Adapter sequences and low-quality reads were trimmed using cutadapt (v.4.0). Only properly paired reads with a length less than 20 nucleotides were retained. The 7 nucleotides of the UMI at the 5′ end of the insert fragments (R2) were extracted. Clean reads were then mapped to the mouse genome sequence (mm10) using the HISAT-3n tool⁶⁶ with the ‘--base-change C,T’ argument. To leverage the strand-specific property of the library, the ‘--directional-mapping’ parameter was applied. To increase the accuracy of site identification, only properly paired reads without soft clipping were retained. To eliminate unconverted clusters, reads containing more than three unconverted C sites, or where more than one-third of the total C sites were unconverted, were discarded.

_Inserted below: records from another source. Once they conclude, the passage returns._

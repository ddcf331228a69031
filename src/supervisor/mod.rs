//! Lifecycle of the local model-serving process.
//!
//! ```text
//!  NotStarted ──start──▶ Starting ──health 200──▶ Ready
//!                           │                       │
//!                     exit / timeout               stop
//!                           ▼                       ▼
//!                         Failed ─────stop────▶  Stopped
//! ```
//!
//! [`ProcessSupervisor::start`] returns as soon as the child is spawned.
//! [`ProcessSupervisor::wait_ready`] is the one place that suspends, polling
//! the health endpoint until the server answers, the child dies, or the
//! deadline passes. [`ProcessSupervisor::stop`] is idempotent.

pub mod command;
mod handle;
pub mod probe;

pub use command::{DeviceProfile, ServeCommand};
pub use handle::{OutputLog, ServerProcessHandle, OUTPUT_LOG_LINES};

use crate::config::ServerConfig;
use crate::error::ExtractError;
use handle::{LiveMarker, LiveSlot};
use once_cell::sync::Lazy;
use serde::Serialize;
use std::fmt;
use std::sync::Arc;
use std::time::{Duration, Instant};
use tokio::io::{AsyncBufReadExt, AsyncRead, BufReader};
use tokio::process::Child;
use tokio::sync::watch;
use tracing::{debug, error, info, warn};

/// Interval between "still waiting" log lines during startup.
const PROGRESS_LOG_EVERY: Duration = Duration::from_secs(30);

/// Upper bound on waiting for the output drains after a crash.
const DRAIN_GRACE: Duration = Duration::from_millis(500);

/// Lifecycle state of a [`ServerProcessHandle`].
///
/// Declaration order is the transition rank: a handle never moves to an
/// earlier variant.
#[derive(Debug, Clone, Copy, PartialEq, Eq, PartialOrd, Ord, Hash, Serialize)]
#[serde(rename_all = "snake_case")]
pub enum ServerState {
    NotStarted,
    Starting,
    Ready,
    Failed,
    Stopped,
}

impl ServerState {
    pub fn as_str(self) -> &'static str {
        match self {
            ServerState::NotStarted => "not_started",
            ServerState::Starting => "starting",
            ServerState::Ready => "ready",
            ServerState::Failed => "failed",
            ServerState::Stopped => "stopped",
        }
    }

    /// A receiver that always reports `Ready`.
    ///
    /// For job handlers whose backend does not depend on a supervised server.
    /// The sender lives for the whole process, so `changed()` stays pending
    /// instead of returning a closed-channel error.
    pub fn ready_signal() -> watch::Receiver<ServerState> {
        static READY: Lazy<watch::Sender<ServerState>> =
            Lazy::new(|| watch::channel(ServerState::Ready).0);
        READY.subscribe()
    }
}

impl fmt::Display for ServerState {
    fn fmt(&self, f: &mut fmt::Formatter<'_>) -> fmt::Result {
        f.write_str(self.as_str())
    }
}

/// Starts, watches and stops one model-serving process at a time.
#[derive(Debug, Clone)]
pub struct ProcessSupervisor {
    config: ServerConfig,
    client: reqwest::Client,
    live: Arc<LiveMarker>,
}

impl ProcessSupervisor {
    pub fn new(config: ServerConfig) -> Result<Self, ExtractError> {
        let client = reqwest::Client::builder()
            .timeout(config.health_timeout)
            .no_proxy()
            .build()
            .map_err(|e| ExtractError::Internal(format!("health client: {e}")))?;
        Ok(Self {
            config,
            client,
            live: Arc::new(LiveMarker::default()),
        })
    }

    pub fn config(&self) -> &ServerConfig {
        &self.config
    }

    /// Probe the hardware, build the serve command and spawn it.
    pub fn start(&self) -> Result<ServerProcessHandle, ExtractError> {
        let accelerator = self.config.device.resolve();
        if !accelerator {
            warn!(
                "No GPU detected: starting '{}' on CPU. Expect extraction to be \
                 orders of magnitude slower.",
                self.config.model_name
            );
        }
        let cmd = ServeCommand::for_server(&self.config, accelerator);
        self.start_command(&cmd)
    }

    /// Spawn a prepared command under this supervisor's lifecycle.
    pub fn start_command(&self, cmd: &ServeCommand) -> Result<ServerProcessHandle, ExtractError> {
        let slot = LiveSlot::acquire(&self.live).ok_or_else(|| ExtractError::AlreadyRunning {
            pid: self.live.pid(),
        })?;

        info!("Starting server: {}", cmd.display());
        let mut child = cmd.to_command().spawn().map_err(|source| ExtractError::Spawn {
            program: cmd.program.clone(),
            source,
        })?;

        let pid = child.id();
        slot.record_pid(pid);

        let mut handle =
            ServerProcessHandle::unstarted(self.config.connect_host(), self.config.port);
        handle.health_path = self.config.health_path.clone();
        if let Some(stdout) = child.stdout.take() {
            handle.drains.push(drain_output(stdout, "stdout", handle.output.clone()));
        }
        if let Some(stderr) = child.stderr.take() {
            handle.drains.push(drain_output(stderr, "stderr", handle.output.clone()));
        }
        handle.child = Some(child);
        handle.pid = pid;
        handle.started_at = Some(Instant::now());
        handle.slot = Some(slot);
        handle.transition(ServerState::Starting);

        info!("Server process spawned (pid {:?}) on port {}", pid, handle.port);
        Ok(handle)
    }

    /// Poll the health endpoint until the server is ready.
    ///
    /// On timeout the process is stopped before `StartupTimeout` is returned.
    /// A child that exits first yields `ProcessCrash` and a `Failed` handle.
    pub async fn wait_ready(
        &self,
        handle: &mut ServerProcessHandle,
        timeout: Duration,
    ) -> Result<(), ExtractError> {
        match handle.state() {
            ServerState::Ready => return Ok(()),
            ServerState::Starting => {}
            state => {
                return Err(ExtractError::InvalidState {
                    operation: "wait for",
                    state,
                })
            }
        }

        let started = Instant::now();
        let deadline = started + timeout;
        handle.deadline = Some(deadline);
        let url = handle.health_url();
        let mut next_report = started + PROGRESS_LOG_EVERY;

        info!("Waiting up to {}s for server at {}", timeout.as_secs(), url);

        loop {
            if let Some(status) = exited(handle) {
                return Err(self.crashed(handle, status).await);
            }

            match self.client.get(&url).send().await {
                Ok(resp) if resp.status() == reqwest::StatusCode::OK => {
                    handle.transition(ServerState::Ready);
                    info!(
                        "Server ready after {:.1}s (pid {:?})",
                        started.elapsed().as_secs_f64(),
                        handle.pid
                    );
                    return Ok(());
                }
                Ok(resp) => debug!("Health probe returned {}", resp.status()),
                Err(e) => debug!("Health probe failed: {}", e),
            }

            let now = Instant::now();
            if now >= deadline {
                break;
            }
            if now >= next_report {
                info!(
                    "Still waiting for server ({}s elapsed, {}s left)",
                    started.elapsed().as_secs(),
                    deadline.saturating_duration_since(now).as_secs()
                );
                next_report += PROGRESS_LOG_EVERY;
            }
            // Wake early if the child exits mid-pause.
            let pause = self.config.poll_interval.min(deadline - now);
            match handle.child.as_mut() {
                Some(child) => {
                    tokio::select! {
                        _ = child.wait() => {}
                        _ = tokio::time::sleep(pause) => {}
                    }
                }
                None => tokio::time::sleep(pause).await,
            }
        }

        error!(
            "Server did not become ready within {}s; stopping it",
            timeout.as_secs()
        );
        self.stop(handle).await;
        Err(ExtractError::StartupTimeout {
            host: handle.host.clone(),
            port: handle.port,
            secs: timeout.as_secs(),
        })
    }

    /// Terminate the process, escalating to a kill after `stop_grace`.
    ///
    /// Calling this on an unstarted or already stopped handle sends nothing
    /// and leaves it `Stopped`.
    pub async fn stop(&self, handle: &mut ServerProcessHandle) {
        if let Some(mut child) = handle.child.take() {
            if matches!(child.try_wait(), Ok(None)) {
                terminate(&mut child);
                match tokio::time::timeout(self.config.stop_grace, child.wait()).await {
                    Ok(Ok(status)) => info!("Server exited ({})", status),
                    Ok(Err(e)) => warn!("Waiting for server exit failed: {}", e),
                    Err(_) => {
                        warn!(
                            "Server ignored SIGTERM for {}s; killing it",
                            self.config.stop_grace.as_secs()
                        );
                        if let Err(e) = child.kill().await {
                            warn!("Failed to kill server (pid {:?}): {}", handle.pid, e);
                        }
                    }
                }
            }
        }
        handle.release_slot();
        handle.transition(ServerState::Stopped);
    }

    /// `start` followed by `wait_ready` with the configured timeout.
    pub async fn run_until_ready(&self) -> Result<ServerProcessHandle, ExtractError> {
        let mut handle = self.start()?;
        if let Err(e) = self.wait_ready(&mut handle, self.config.start_timeout).await {
            self.stop(&mut handle).await;
            return Err(e);
        }
        Ok(handle)
    }

    async fn crashed(&self, handle: &mut ServerProcessHandle, status: String) -> ExtractError {
        for drain in handle.drains.drain(..) {
            let _ = tokio::time::timeout(DRAIN_GRACE, drain).await;
        }
        handle.child = None;
        handle.release_slot();
        handle.transition(ServerState::Failed);
        error!("Server exited during startup ({})", status);
        ExtractError::ProcessCrash {
            status,
            output: handle.output.snapshot(),
        }
    }
}

/// The child's exit status, if it has exited.
fn exited(handle: &mut ServerProcessHandle) -> Option<String> {
    let child = handle.child.as_mut()?;
    match child.try_wait() {
        Ok(Some(status)) => Some(status.to_string()),
        Ok(None) => None,
        Err(e) => Some(format!("unknown exit status: {e}")),
    }
}

fn drain_output<R>(reader: R, stream: &'static str, log: OutputLog) -> tokio::task::JoinHandle<()>
where
    R: AsyncRead + Unpin + Send + 'static,
{
    tokio::spawn(async move {
        let mut lines = BufReader::new(reader).lines();
        while let Ok(Some(line)) = lines.next_line().await {
            debug!(target: "docext_worker::server", stream, "{}", line);
            log.push(line);
        }
    })
}

#[cfg(unix)]
fn terminate(child: &mut Child) {
    use nix::sys::signal::{kill, Signal};
    use nix::unistd::Pid;

    let Some(pid) = child.id() else {
        return;
    };
    if let Err(errno) = kill(Pid::from_raw(pid as i32), Signal::SIGTERM) {
        warn!("SIGTERM to pid {} failed ({}); killing instead", pid, errno);
        let _ = child.start_kill();
    }
}

#[cfg(not(unix))]
fn terminate(child: &mut Child) {
    let _ = child.start_kill();
}

#[cfg(test)]
mod tests {
    use super::*;

    #[test]
    fn state_rank_follows_lifecycle() {
        assert!(ServerState::NotStarted < ServerState::Starting);
        assert!(ServerState::Starting < ServerState::Ready);
        assert!(ServerState::Ready < ServerState::Failed);
        assert!(ServerState::Failed < ServerState::Stopped);
    }

    #[test]
    fn ready_signal_reports_ready() {
        let rx = ServerState::ready_signal();
        assert_eq!(*rx.borrow(), ServerState::Ready);
    }

    #[tokio::test]
    async fn ready_signal_never_closes() {
        let mut rx = ServerState::ready_signal();
        let waited = tokio::time::timeout(Duration::from_millis(50), rx.changed()).await;
        assert!(waited.is_err(), "changed() resolved: {waited:?}");
        assert_eq!(*rx.borrow(), ServerState::Ready);
    }

    #[tokio::test]
    async fn stop_on_unstarted_handle_only_records_stopped() {
        let sup = ProcessSupervisor::new(ServerConfig::default()).unwrap();
        let mut handle = ServerProcessHandle::unstarted("127.0.0.1", 8000);
        sup.stop(&mut handle).await;
        assert_eq!(handle.state(), ServerState::Stopped);
        sup.stop(&mut handle).await;
        assert_eq!(handle.state(), ServerState::Stopped);
    }

    #[tokio::test]
    async fn wait_ready_rejects_unstarted_handle() {
        let sup = ProcessSupervisor::new(ServerConfig::default()).unwrap();
        let mut handle = ServerProcessHandle::unstarted("127.0.0.1", 8000);
        let err = sup
            .wait_ready(&mut handle, Duration::from_secs(1))
            .await
            .unwrap_err();
        assert!(matches!(
            err,
            ExtractError::InvalidState {
                state: ServerState::NotStarted,
                ..
            }
        ));
    }
}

A binomial model was used to calculate a P value for each site, and sites with a P value less than 0.01 were classified as m⁵C sites.

Antibodies

The antibodies used in this study are summarized below: rabbit monoclonal anti-H2AK119ub antibody (Cell Signaling Technology, 8240S, 1:1,000 for western blot, 1:50 for CUT&Tag); rabbit monoclonal anti-H3 antibody (Cell Signaling Technology, 4499S, 1:1,000); mouse monoclonal anti-TET2 antibody (MilliporeSigma, MABE462, 1:500); rabbit monoclonal anti-GAPDH antibody, HRP conjugate (Cell Signaling Technology, 8884S, 1:1,000); rabbit monoclonal anti-DDDDK tag antibody (Abcam, ab205606, 1:1,000 for western blot, 1:50 for immunoprecipitation); rabbit polyclonal anti-SNRP70/U1-70K antibody (Abcam, ab83306, 1:1,000); mouse monoclonal anti-5-methylcytosine antibody (Diagenode, C15200081-100, 1:1,000 for dot blot, 1:50 for meRIP); mouse monoclonal anti-hm⁵C antibody (Diagenode, C15200200-100, clone Mab-31HMC, 1:1,000 for dot blot); rabbit monoclonal anti-H3K27me3 antibody (Cell Signaling Technology, 9733S, only for CUT&Tag experiments, 1:50); mouse monoclonal anti-BAP1 antibody (Santa Cruz, sc-28383, 1:50 for CUT&Tag). Goat anti-rabbit IgG, HRP conjugated antibody (Cell Signaling Technology, 7074S, 1:2,000) and horse anti-mouse IgG, HRP conjugated antibody (Cell Signaling Technology, 7076S, 1:2,000) were used as secondary antibodies. Mouse IgG-isotype control (Abcam, ab37355, 1:50 for immunoprecipitation) and rabbit IgG-isotype control (Abcam, ab37415, 1:50 for immunoprecipitation) were used as normal IgG controls. PerCP-Cy5.5 mouse lineage antibody cocktail (BD Biosciences, 561317, 1:100); PE rat anti-mouse CD117 (BD Biosciences, 553869, 1:100); Brilliant Violet 421 (BV421, 1:100) anti-mouse/human CD11b (Mac-1) (BioLegend, 101236, 1:100); APC mouse anti-human CD45 (BD Biosciences, 555485, 1:100); PE mouse anti-human CD33 (BD Biosciences, 561816, 1:100); PE-Cy7 rat anti-mouse CD45 (BD Biosciences, 552848, 1:100); PerCP-Cy5.5 mouse anti-mouse CD45.2 (BD Biosciences, 552950, 1:100) and FITC mouse anti-mouse CD45.1 (BD Biosciences, 553775, 1:100). All antibodies were applied at a dilution fold according to the manufacturer’s suggestions for specific use unless specified elsewhere in the Methods.

Reporting summary

Further information on research design is available in the Nature Portfolio Reporting Summary linked to this article.